27/04/2025
« Ce qui trouble les hommes, ce ne sont pas les choses, ce sont les jugements qu'ils portent sur les choses. » — Épictète
Cette maxime stoïcienne révèle un des fondements de la philosophie antique : la distinction entre le réel et l’interprétation. Épictète, comme d’autres Stoïciens, invite à une révolution intérieure : ce n’est pas le monde qu’il faut changer, mais notre rapport au monde.
1. La distinction entre fait et jugement
Les faits sont neutres. Ils « sont ». Mais notre esprit, lui, ne cesse de les charger de significations. Une insulte, par exemple, n’est offensante que si je la prends pour moi. Une épreuve n’est tragique que si je la juge injuste ou insurmontable.

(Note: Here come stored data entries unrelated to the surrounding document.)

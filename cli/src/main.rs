use clap::Parser;
use infrastructure::config::Config;
use presentation::cli::{Cli, CliApp};

#[tokio::main]
async fn main() -> anyhow::Result<()> {
    let cli = Cli::parse();
    let mut app = CliApp::with_config(Config::load());
    app.run(cli).await
}
use crate::web::{self, AppState, PageConfig};
use application::agent_service::{AgentReply, AgentService, ToolOutcome};
use application::persona;
use application::toolbox::default_registry;
use clap::{Parser, Subcommand};
use colored::Colorize;
use dialoguer::Input;
use domain::model::ChatModel;
use infrastructure::config::Config;
use infrastructure::ollama_client::OllamaClient;
use shared::telemetry::init_tracing;
use shared::types::Result;
use std::io::{BufRead, IsTerminal, Write};
use std::sync::Arc;
use tracing::info;

const QUESTION_PROMPT: &str = "Please ask any question";

/// Chat demos backed by a local Ollama model.
#[derive(Parser, Debug)]
#[command(name = "parley")]
#[command(about = "Chat demos backed by a local Ollama model", long_about = None)]
pub struct Cli {
    /// Log at debug level (RUST_LOG takes precedence)
    #[arg(short, long, global = true)]
    pub verbose: bool,

    #[command(subcommand)]
    pub command: Command,
}

#[derive(Subcommand, Debug)]
pub enum Command {
    /// Serve the interview chat page
    Web {
        /// Address to listen on (defaults to PARLEY_BIND or 127.0.0.1:8501)
        #[arg(long)]
        bind: Option<String>,
    },
    /// Ask questions the model may answer by calling tools
    Tools,
}

pub struct CliApp {
    config: Config,
}

impl CliApp {
    pub fn new() -> Self {
        Self {
            config: Config::load(),
        }
    }

    pub fn with_config(config: Config) -> Self {
        Self { config }
    }

    pub async fn run(&mut self, cli: Cli) -> Result<()> {
        init_tracing(cli.verbose);
        info!(model = %self.config.ollama_model, base_url = %self.config.ollama_base_url, "using Ollama");
        match cli.command {
            Command::Web { bind } => self.handle_web(bind).await,
            Command::Tools => self.handle_tools().await,
        }
    }

    pub fn page_config(&self) -> PageConfig {
        PageConfig {
            title: self
                .config
                .page_title
                .clone()
                .unwrap_or_else(|| persona::TITLE.to_string()),
            subheading: self
                .config
                .page_subheading
                .clone()
                .unwrap_or_else(|| persona::CONTEXT_FOR_USER.to_string()),
            preamble: self
                .config
                .system_prompt
                .clone()
                .unwrap_or_else(|| persona::SYSTEM_PROMPT.to_string()),
        }
    }

    async fn handle_web(&self, bind: Option<String>) -> Result<()> {
        let client = OllamaClient::new(&self.config)?;
        let state = AppState::new(Arc::new(client), self.page_config());
        let bind = bind.unwrap_or_else(|| self.config.bind_addr.clone());
        println!("{} http://{}", "Chat UI on".green().bold(), bind);
        web::serve(&bind, state).await
    }

    async fn handle_tools(&self) -> Result<()> {
        let client = OllamaClient::new(&self.config)?;
        let mut agent = AgentService::new(client, default_registry());
        let stdout = std::io::stdout();
        if std::io::stdin().is_terminal() {
            run_tool_loop(&mut agent, ask_question, &mut stdout.lock()).await
        } else {
            let mut lines = std::io::stdin().lock().lines();
            let next = move || lines.next().transpose().map_err(anyhow::Error::from);
            run_tool_loop(&mut agent, next, &mut stdout.lock()).await
        }
    }
}

impl Default for CliApp {
    fn default() -> Self {
        Self::new()
    }
}

fn ask_question() -> Result<Option<String>> {
    let question: String = Input::new()
        .with_prompt(QUESTION_PROMPT)
        .allow_empty(true)
        .interact_text()?;
    Ok(Some(question))
}

/// Read questions until the source runs dry. A failed model call is reported
/// and the loop moves on to the next question.
pub async fn run_tool_loop<M, Q, W>(agent: &mut AgentService<M>, mut next_question: Q, out: &mut W) -> Result<()>
where
    M: ChatModel,
    Q: FnMut() -> Result<Option<String>>,
    W: Write,
{
    while let Some(question) = next_question()? {
        match agent.ask(&question).await {
            Ok(Some(reply)) => print_reply(out, &reply)?,
            Ok(None) => continue,
            Err(err) => writeln!(out, "{} {:#}", "Error:".red().bold(), err)?,
        }
        out.flush()?;
    }
    Ok(())
}

fn print_reply<W: Write>(out: &mut W, reply: &AgentReply) -> Result<()> {
    for event in &reply.tool_events {
        match &event.outcome {
            ToolOutcome::Completed(result) => writeln!(
                out,
                "{} {} -> {}",
                event.call.name.cyan(),
                event.call.arguments,
                result
            )?,
            ToolOutcome::Failed(reason) => {
                writeln!(out, "{} {}", event.call.name.red(), reason.red())?
            }
        }
    }
    writeln!(out, "{} {}", "AI:".green().bold(), reply.answer)?;
    Ok(())
}
pub mod config;
pub mod ndjson;
pub mod ollama_client;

Autrement dit, entre l’événement et la souffrance, il y a une médiation : le jugement. La pensée stoïcienne nous enseigne ainsi une certaine liberté intérieure : en modifiant notre jugement, nous pouvons modifier notre état d’âme.
2. L'homme comme être interprétant
L’être humain est un être de sens. Il interprète en permanence. Cela peut être une force, car l’interprétation donne une cohérence à notre expérience du monde. Mais cela peut aussi être un piège, si nous confondons nos représentations avec la réalité.
Nietzsche dira plus t**d : « Il n’y a pas de faits, seulement des interprétations. » Il pousse la logique encore plus loin, soulignant combien le monde est filtré par notre subjectivité. La philosophie devient alors une école de lucidité : apprendre à critiquer ses propres jugements pour ne pas être esclave de ses passions.
3. La liberté stoïcienne
Pour Épictète, la vraie liberté réside dans la maîtrise de soi. On ne peut pas empêcher les événements extérieurs, mais on peut toujours choisir notre réponse. Cette pensée rejoint celle de Marc Aurèle : « Ce n’est pas la mort ou la douleur qui est redoutable, mais la peur de la mort ou de la douleur. »
C’est une philosophie de la responsabilité : si mon trouble vient de mon jugement, alors j’ai le pouvoir de me libérer du trouble. Cela exige un exercice constant de discernement, une discipline intérieure que les Stoïciens appellent askêsis.
En somme, cette phrase invite à un renversement de perspective : au lieu d’accuser les circonstances, interrogeons notre façon de les percevoir. La philosophie devient alors une thérapie de l’âme, une libération du faux, une éducation au vrai.